次の朝、ゆきと若殿は家来と共に最初の村へ向かいました。しばらくすると、道が狭くなり、二頭の馬は肩を並べて歩くことができなくなりました。さらに道がでこぼこになるにつれて、かろうじて一頭通るのがやっとの悪路になってしまいました。若殿は、「酷いな。道がずっとこのような状態が続くならば、兵をどこかへ急に派遣させたい時に、まったく使い物にならないではないか。このまま放っておくわけにはいかない」と言いました。
なんとかゆきたち一行は村に到着することができました。しかし、村には人気がありませんでした。家来達がしばらく捜し回ると、そのうちの一人が、ぽつんと立っている一人の老人を見つけました。

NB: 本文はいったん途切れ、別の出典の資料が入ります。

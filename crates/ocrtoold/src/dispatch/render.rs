//! Multi-mode response rendering.
//!
//! Given a recognition result and the resolved request, renders either raw
//! formatted text (plain lines, markdown table, commented source) or the
//! full pretty-printed JSON-RPC envelope. Comment rendering takes
//! precedence over `format`; an absent format means the full envelope.

use std::io::Write;

use ocrtool_protocol::{JsonValue, OcrResult, ResultEnvelope};

use super::params::{OutputFormat, ResolvedOcrRequest};
use super::response::{ResponseError, ResponseWriter};

/// Placeholder rendered instead of an empty markdown table.
const EMPTY_TABLE_TEXT: &str = "No text found.";

/// Renders the result of an `ocr_text` request onto the primary stream.
pub fn render<W: Write>(
    writer: &mut ResponseWriter<W>,
    resolved: &ResolvedOcrRequest,
    id: Option<JsonValue>,
    result: &OcrResult,
) -> Result<(), ResponseError> {
    if resolved.insert_as_comment {
        return writer.write_text(&commented(result, &resolved.comment_language));
    }

    match resolved.format {
        Some(OutputFormat::Text | OutputFormat::Simple) => writer.write_text(&plain_text(result)),
        Some(OutputFormat::Table | OutputFormat::Markdown) => {
            writer.write_text(&markdown_table(result))
        }
        Some(OutputFormat::Auto) => {
            if result.lines.len() == 1 {
                writer.write_text(&plain_text(result))
            } else {
                writer.write_text(&markdown_table(result))
            }
        }
        Some(OutputFormat::Full | OutputFormat::Structured) | None => {
            writer.write_pretty(&ResultEnvelope::new(id, result))
        }
    }
}

/// Joins the line texts with newlines, no structural metadata.
pub fn plain_text(result: &OcrResult) -> String {
    result
        .lines
        .iter()
        .map(|line| line.text.as_str())
        .collect::<Vec<_>>()
        .join("\n")
}

/// Renders a markdown table with Text, X, Y, Width and Height columns.
///
/// Coordinates are printed as whole pixels (truncated) and literal `|` in
/// the text is escaped. An empty result renders [`EMPTY_TABLE_TEXT`]
/// instead of a bare header.
pub fn markdown_table(result: &OcrResult) -> String {
    if result.is_empty() {
        return EMPTY_TABLE_TEXT.to_owned();
    }

    let mut rows = vec![
        "| Text | X | Y | Width | Height |".to_owned(),
        "|------|---|---|--------|--------|".to_owned(),
    ];
    for line in &result.lines {
        let bbox = line.bbox;
        rows.push(format!(
            "| {} | {} | {} | {} | {} |",
            line.text.replace('|', "\\|"),
            px(bbox.x),
            px(bbox.y),
            px(bbox.width),
            px(bbox.height),
        ));
    }
    rows.join("\n")
}

/// Renders the plain text wrapped in comment markers for the given
/// language. Unrecognised languages fall back to C-family `//` markers.
pub fn commented(result: &OcrResult, language: &str) -> String {
    let text = plain_text(result);
    match language.to_ascii_lowercase().as_str() {
        "python" | "shell" | "bash" => prefix_lines(&text, "# "),
        "html" | "xml" => format!("<!--\n{text}\n-->"),
        // cpp, c++, java, swift, go and everything unrecognised
        _ => prefix_lines(&text, "// "),
    }
}

/// Formats a pixel coordinate as a whole number, truncating fractions.
fn px(value: f64) -> String {
    format!("{:.0}", value.trunc())
}

fn prefix_lines(text: &str, marker: &str) -> String {
    text.lines()
        .filter(|line| !line.is_empty())
        .map(|line| format!("{marker}{line}"))
        .collect::<Vec<_>>()
        .join("\n")
}
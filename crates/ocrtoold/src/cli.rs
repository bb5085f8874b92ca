//! CLI argument definitions for the OCR daemon.
//!
//! The binary takes no positional arguments: invoked without `--help` it
//! enters the session loop unconditionally. The flags below configure the
//! side-channel diagnostics and the external recognition engine.

use std::path::PathBuf;

use clap::{Parser, ValueEnum};

/// Parameter overview appended to `--help`, mirroring the request schema.
const PARAMETER_HELP: &str = "\
Request parameters (method \"ocr_text\"):
  image / image_path     Path to the local image file (string)
  url                    URL to download the image from (string)
  base64                 Base64 encoded image data (string)
  lang                   OCR language(s), e.g. \"en+zh\" (string)
  enhanced               Use enhanced recognition (true/false)
  format                 Output format (text, simple, table, markdown, auto, full, structured)
  output.insertAsComment If true, insert output as code comments
  output.language        Comment style, e.g. python, swift, html

Other JSON-RPC methods: initialize, shutdown, notifications/cancelled

Example request:
  {\"jsonrpc\":\"2.0\",\"id\":1,\"method\":\"ocr_text\",\"params\":{\"image\":\"sample.jpg\",\"lang\":\"en+zh\",\"format\":\"markdown\"}}";

/// Diagnostic output format on the error stream.
#[derive(Clone, Copy, Debug, Default, Eq, PartialEq, ValueEnum)]
pub enum LogFormat {
    /// Human-readable single-line records.
    #[default]
    Compact,
    /// Structured JSON records for log shippers.
    Json,
}

/// Command-line interface for the OCR daemon.
#[derive(Parser, Debug)]
#[command(
    name = "ocrtoold",
    version,
    about = "Line-delimited JSON-RPC OCR daemon over standard input/output",
    after_help = PARAMETER_HELP
)]
pub struct Cli {
    /// Tracing filter expression for side-channel diagnostics.
    #[arg(long, env = "OCRTOOLD_LOG", default_value = "info")]
    pub log_filter: String,

    /// Rendering of diagnostics on the error stream.
    #[arg(long, value_enum, default_value_t = LogFormat::Compact)]
    pub log_format: LogFormat,

    /// Executable invoked to recognise text in an image.
    #[arg(long, env = "OCRTOOLD_OCR_COMMAND", default_value = "ocr-engine")]
    pub ocr_command: PathBuf,
}
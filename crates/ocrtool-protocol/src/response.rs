//! Response envelopes written to the primary stream.
//!
//! Two envelope shapes exist: a success envelope carrying an arbitrary
//! `result` payload and an error envelope carrying an [`RpcErrorBody`].
//! Both echo the request id, serialising an unrecoverable or absent id as
//! `null`.

use serde::Serialize;

use crate::error::ProtocolError;
use crate::value::JsonValue;

/// The protocol version stamped on every envelope.
pub const JSONRPC_VERSION: &str = "2.0";

/// Wire shape of a JSON-RPC error object.
#[derive(Debug, Clone, Serialize)]
pub struct RpcErrorBody {
    /// JSON-RPC error code.
    pub code: i64,
    /// Human-readable error message.
    pub message: String,
    /// Optional hint, omitted from the wire when absent.
    #[serde(skip_serializing_if = "Option::is_none")]
    pub hint: Option<String>,
    /// Optional diagnostic details, omitted from the wire when absent.
    #[serde(skip_serializing_if = "Option::is_none")]
    pub details: Option<String>,
}

/// A JSON-RPC success envelope.
#[derive(Debug, Serialize)]
pub struct ResultEnvelope<T> {
    /// Always [`JSONRPC_VERSION`].
    pub jsonrpc: &'static str,
    /// The request id, `null` when the request carried none.
    pub id: Option<JsonValue>,
    /// The method result payload.
    pub result: T,
}

impl<T: Serialize> ResultEnvelope<T> {
    /// Wraps a result payload in an envelope echoing the given id.
    pub fn new(id: Option<JsonValue>, result: T) -> Self {
        Self {
            jsonrpc: JSONRPC_VERSION,
            id,
            result,
        }
    }
}

/// A JSON-RPC error envelope.
#[derive(Debug, Serialize)]
pub struct ErrorEnvelope {
    /// Always [`JSONRPC_VERSION`].
    pub jsonrpc: &'static str,
    /// The request id, `null` when none could be recovered.
    pub id: Option<JsonValue>,
    /// The structured error.
    pub error: RpcErrorBody,
}

impl ErrorEnvelope {
    /// Builds an error envelope for the given protocol error.
    #[must_use]
    pub fn new(id: Option<JsonValue>, error: &ProtocolError) -> Self {
        Self {
            jsonrpc: JSONRPC_VERSION,
            id,
            error: error.to_body(),
        }
    }
}
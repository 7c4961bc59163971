//! Business logic services

pub mod groups;
pub mod sessions;
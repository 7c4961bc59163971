#[tokio::main]
async fn main() -> anyhow::Result<()> {
    vocab_practice_server::run().await
}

その家来が、「おい、じじい、他の者はどうした?」と聞くと、老人は辛そうに言いました。「お侍さまが村にくれば、理由もなくわしら百姓を殺したり、わしらの妻や娘の純潔を汚したり、来年植えるための米まで取り上げたりするので、わしらは苦しみます。それでもお殿さまがじきじきに来られるよりはましであろうと思っておりました。今日、お殿さまがここにいらっしゃるおつもりということを伺いまして、村の者は皆逃げ出し、身を隠しております。わしはどうせ老い先短い身ですので、ここに一人残っておりました」
その家来が、「無礼者!侍の悪口を言えばどうなるか教えてやるぞ!」と、刀を抜こうとしましたが、「お止めなさい!」という鋭い制止の声が響きました。思わず振り向くと、そこにはゆきがいました。「私共は村の人々を傷つけるつもりはありません。その人を放しなさい」とゆきは命じました。ゆきの言葉に若殿が顎で合図するのを見ると、家来は老人を放しました。
ゆきは馬から降りて、老人のところに近づきました。「おじいさん、父上の時代にも農民がそんな扱いを受けることがありましたか」と聞きました。
すると、老人は突然顔を上げ、動揺したように、「まさか、今お父上とおっしゃいましたか。もしや、あのお方をお父上とおっしゃるのなら、あなたはゆき様ではございませんか」と、おそるおそるゆきに訊ねました。ゆきはこくりと頷きました。すると、老人は、「やっぱりそうですか…。ゆき様、どうかお聞きください。百姓の生活はいつもつらいものではございますが、これほどつらい時代は今までありませんでした。貴方のお父上の時代は、お侍が理由もなく百姓を殺すようなことはありませんでした。万が一そのようなことがあれば、お父上は直ちにそのお侍を罰されたものです。しかし、後代のお殿さまは、どのような事情があろうと、いつも悪いのは百姓ということになり、決してお侍を罰することなどありません。それどころか、百姓は取るに足らぬ奴らだと言われて、逆に罰を受けております」
ゆきは少し憤慨したように、「それは本当に酷い話です。侍も、農民も、公正な裁きを受けるべきでしょう」と言いました。老人はずっと黙っていました。言うべき言葉が見当たらないのでしょう。少しの沈黙の後、ゆきは「他の住民達に、私が皆と会いたいと言っていると伝えてください」と言いました。
その老人は、「分かりました」と言い、急いで村人を集めました。ほどなく、村人が一人、また一人と集まってきました。ほとんど全ての村人が集まってから、若殿とゆきは農民一人一人の話を聞きました。そして、村がその辺りの道を整備するお返しに、税を軽くすると約束しました。